STUTTGART. Am gestrigen Totensonntag, 23. 11, veranstalteten Die Humanisten Württemberg eine eindrücklich gestaltete musikalische Feierstunde. Im Mittelpunkt stand das Gedenken an die 62 in diesem Jahr verstorbenen Mitglieder des Verbandes, deren Namen auch verlesen wurden.
Diesem Anlass angemessen war die Auswahl der Lieder, die von der Berliner Sopranistin Juliane Jachmann-Mohsine sowie dem ebenfalls in Berlin wohnhaften Pianist Matthias Laudel mit Bravour vor den zahlreich erschienenen Besuchern im Humanistischen Zentrum Stuttgart vorgetragen wurden: Es erklangen u. a. von Franz Schubert „Am Grabe Anselmos“ und „Der Tod und das Mädchen“, von Johannes Brahms „In Stiller Nacht“ und „Der Tod, das ist die kühle Nacht“, von Gabriel Fauré „Au cimetière“ und „Les Berceaux“ sowie von Hugo Wolf „Anakreons Grab“ und „Denk es, o Seele“.

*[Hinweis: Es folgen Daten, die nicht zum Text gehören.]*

use std::io::{self, Read, Write};

use cask_types::Digest;

/// Default read size for streaming digests (64 KiB).
pub const DEFAULT_CHUNK_SIZE: usize = 64 * 1024;

/// Streaming BLAKE3 content hasher.
///
/// Holds no state between invocations; each call hashes one input from
/// start to end. Memory use is bounded by the chunk size regardless of the
/// input length.
#[derive(Clone, Copy, Debug, PartialEq, Eq)]
pub struct ContentHasher {
    chunk_size: usize,
}

impl ContentHasher {
    /// Hasher reading [`DEFAULT_CHUNK_SIZE`] bytes at a time.
    pub const DEFAULT: Self = Self {
        chunk_size: DEFAULT_CHUNK_SIZE,
    };

    /// Create a hasher with a custom read size. Zero is treated as one.
    pub const fn new(chunk_size: usize) -> Self {
        Self {
            chunk_size: if chunk_size == 0 { 1 } else { chunk_size },
        }
    }

    /// The read size used by [`digest_reader`](Self::digest_reader).
    pub fn chunk_size(&self) -> usize {
        self.chunk_size
    }

    /// Hash an in-memory buffer.
    pub fn digest_bytes(data: &[u8]) -> Digest {
        Digest::of(data)
    }

    /// Consume `reader` to the end and return its digest and byte count.
    ///
    /// The reader is left exhausted. Interrupted reads are retried; any
    /// other read error is returned unchanged.
    pub fn digest_reader<R: Read + ?Sized>(&self, reader: &mut R) -> io::Result<(Digest, u64)> {
        let mut hasher = blake3::Hasher::new();
        let mut buf = vec![0u8; self.chunk_size];
        let mut total: u64 = 0;
        loop {
            let n = match reader.read(&mut buf) {
                Ok(0) => break,
                Ok(n) => n,
                Err(e) if e.kind() == io::ErrorKind::Interrupted => continue,
                Err(e) => return Err(e),
            };
            hasher.update(&buf[..n]);
            total += n as u64;
        }
        Ok((Digest::from_hash(*hasher.finalize().as_bytes()), total))
    }

    /// Verify that `data` hashes to `expected`.
    pub fn verify(data: &[u8], expected: &Digest) -> bool {
        Self::digest_bytes(data) == *expected
    }
}

impl Default for ContentHasher {
    fn default() -> Self {
        Self::DEFAULT
    }
}

/// `Write` adapter that hashes and counts everything passing through it.
///
/// Used by blob stores to verify content while persisting it, without a
/// second read pass.
pub struct HashingWriter<W> {
    inner: W,
    hasher: blake3::Hasher,
    written: u64,
}

impl<W: Write> HashingWriter<W> {
    pub fn new(inner: W) -> Self {
        Self {
            inner,
            hasher: blake3::Hasher::new(),
            written: 0,
        }
    }

    /// Bytes written so far.
    pub fn written(&self) -> u64 {
        self.written
    }

    /// Digest of everything written so far.
    pub fn digest(&self) -> Digest {
        Digest::from_hash(*self.hasher.finalize().as_bytes())
    }

    /// Finish and return the inner writer, the digest and the byte count.
    pub fn finish(self) -> (W, Digest, u64) {
        let digest = self.digest();
        (self.inner, digest, self.written)
    }
}

impl<W: Write> Write for HashingWriter<W> {
    fn write(&mut self, buf: &[u8]) -> io::Result<usize> {
        let n = self.inner.write(buf)?;
        self.hasher.update(&buf[..n]);
        self.written += n as u64;
        Ok(n)
    }

    fn flush(&mut self) -> io::Result<()> {
        self.inner.flush()
    }
}

#[cfg(test)]
mod tests {
    use super::*;
    use proptest::prelude::*;
    use std::io::Cursor;

    /// Reader that fails after yielding `ok_bytes` bytes.
    struct FailingReader {
        ok_bytes: usize,
    }

    impl Read for FailingReader {
        fn read(&mut self, buf: &mut [u8]) -> io::Result<usize> {
            if self.ok_bytes == 0 {
                return Err(io::Error::new(io::ErrorKind::BrokenPipe, "stream reset"));
            }
            let n = buf.len().min(self.ok_bytes);
            buf[..n].fill(7);
            self.ok_bytes -= n;
            Ok(n)
        }
    }

    /// Reader that reports `Interrupted` before every real read.
    struct InterruptingReader {
        inner: Cursor<Vec<u8>>,
        interrupt_next: bool,
    }

    impl Read for InterruptingReader {
        fn read(&mut self, buf: &mut [u8]) -> io::Result<usize> {
            if self.interrupt_next {
                self.interrupt_next = false;
                return Err(io::Error::from(io::ErrorKind::Interrupted));
            }
            self.interrupt_next = true;
            self.inner.read(buf)
        }
    }

    #[test]
    fn reader_digest_matches_bytes_digest() {
        let data = b"hello world";
        let (digest, size) = ContentHasher::DEFAULT
            .digest_reader(&mut Cursor::new(data))
            .unwrap();
        assert_eq!(digest, ContentHasher::digest_bytes(data));
        assert_eq!(size, 11);
    }

    #[test]
    fn empty_input() {
        let (digest, size) = ContentHasher::DEFAULT
            .digest_reader(&mut io::empty())
            .unwrap();
        assert_eq!(size, 0);
        assert_eq!(digest, Digest::of(b""));
    }

    #[test]
    fn reader_is_exhausted() {
        let mut cursor = Cursor::new(b"abc".to_vec());
        ContentHasher::new(2).digest_reader(&mut cursor).unwrap();
        assert_eq!(cursor.position(), 3);
    }

    #[test]
    fn read_errors_propagate_unchanged() {
        let err = ContentHasher::new(4)
            .digest_reader(&mut FailingReader { ok_bytes: 10 })
            .unwrap_err();
        assert_eq!(err.kind(), io::ErrorKind::BrokenPipe);
    }

    #[test]
    fn interrupted_reads_are_retried() {
        let mut reader = InterruptingReader {
            inner: Cursor::new(b"interrupted content".to_vec()),
            interrupt_next: true,
        };
        let (digest, size) = ContentHasher::new(3).digest_reader(&mut reader).unwrap();
        assert_eq!(digest, Digest::of(b"interrupted content"));
        assert_eq!(size, 19);
    }

    #[test]
    fn zero_chunk_size_is_clamped() {
        assert_eq!(ContentHasher::new(0).chunk_size(), 1);
    }

    #[test]
    fn verify_detects_tampering() {
        let digest = ContentHasher::digest_bytes(b"original");
        assert!(ContentHasher::verify(b"original", &digest));
        assert!(!ContentHasher::verify(b"tampered", &digest));
    }

    #[test]
    fn hashing_writer_tracks_content() {
        let mut writer = HashingWriter::new(Vec::new());
        writer.write_all(b"hello ").unwrap();
        writer.write_all(b"world").unwrap();
        let (inner, digest, written) = writer.finish();
        assert_eq!(inner, b"hello world");
        assert_eq!(digest, Digest::of(b"hello world"));
        assert_eq!(written, 11);
    }

    proptest! {
        #[test]
        fn digest_is_independent_of_chunk_size(
            data in proptest::collection::vec(any::<u8>(), 0..4096),
            chunk in 1usize..1024,
        ) {
            let (digest, size) = ContentHasher::new(chunk)
                .digest_reader(&mut Cursor::new(&data))
                .unwrap();
            prop_assert_eq!(digest, ContentHasher::digest_bytes(&data));
            prop_assert_eq!(size, data.len() as u64);
        }
    }
}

In seiner Gedenkrede, sprach der Geschäftsführer der Württemberger Humanisten, Andreas Henschel, seinen Zuhörern Mut zu, sich über Vorbereitungen für individuelle Trauerfeiern und Begräbnisse, rechtzeitig zu informieren. Dabei sollte der jeweils letzte Wunsch mit den Angehörigen besprochen bzw. dieser schriftlich fixiert sein. Er verwies ebenfalls auf die Schwierigkeiten, die wohl jeder damit habe, „dem unwiderruflich eigenen Tod ins Gesicht zu blicken. So haben wir heutzutage mehr und mehr damit begonnen den Tod wegzuräumen, ihm so wenig wie möglich in die Augen zu schauen und den letzten Weg der jeweils anderen, die wir selbst nie sein wollen, mit immer weniger Sorgfalt vorzubereiten und zu begleiten. Und so scheint unser ganzes Leben heute eine nahezu bedingungslose Hoffnung auf die eigene Unsterblichkeit zu sein“. Doch gerade „die weltlichen Dinge rund ums Sterben“ rechtzeitig festzulegen bzw. mit den Angehörigen die eigenen diesbezüglichen Wünsche und Vorstellungen noch zu Lebzeiten zu besprechen, sei nicht nur Ausdruck von Mündigkeit und Reife, sondern erleichtere es dann auch den Hinterbliebenen gerade in den schmerzlichsten Momenten des Abschieds die unwiderruflichen Entscheidungen richtig, also dem Verstorbenen sowie den Familien und Freunden gemäß, zu treffen. Vor seinen Zuhörern warb Andreas Henschel zudem darum, sich auch von dem völlig unnötigen hohen Termindruck freizumachen, vor den sich viele Angehörige im Todesfall bei der Organisation des Begräbnisses bzw. der Trauerfeier gestellt sehen. „Die anscheinend schicksalhafte Hektik im Umgang mit den Toten“ aber sei es gerade, die „die Zeit zwischen Tod und Beerdigung für alle Beteiligten heute zu einem schwierigen Prozess mache“. Schuld an dieser Misere seien auch die Bestatter, die einerseits aus geschäftlichem Interesse und andererseits, weil sie selbst zu stark gesellschaftlichen und religiösen Konventionen verbunden seien, in ihrer Pflicht als Dienstleister gegenüber den Angehörigen nur allzu häufig versagten. „Denn was oder wer hindere denn heute noch daran eine „Trauerfeier erst ein oder zwei Wochen, im Falle von Urnentrauerfeiern und Begräbnissen sogar erst einen oder auch mehrere Monate später auszurichten? Dann bleibe genügend Zeit, um herauszufinden, was gewünscht wird, um Entscheidungen zu treffen, die man hinterher nicht bereut. Um in diesem Sinne die Angehörigen zu beraten, wären allerdings Bestatter gefragt, die mit Menschen umgehen können, nicht nur mit Toten“.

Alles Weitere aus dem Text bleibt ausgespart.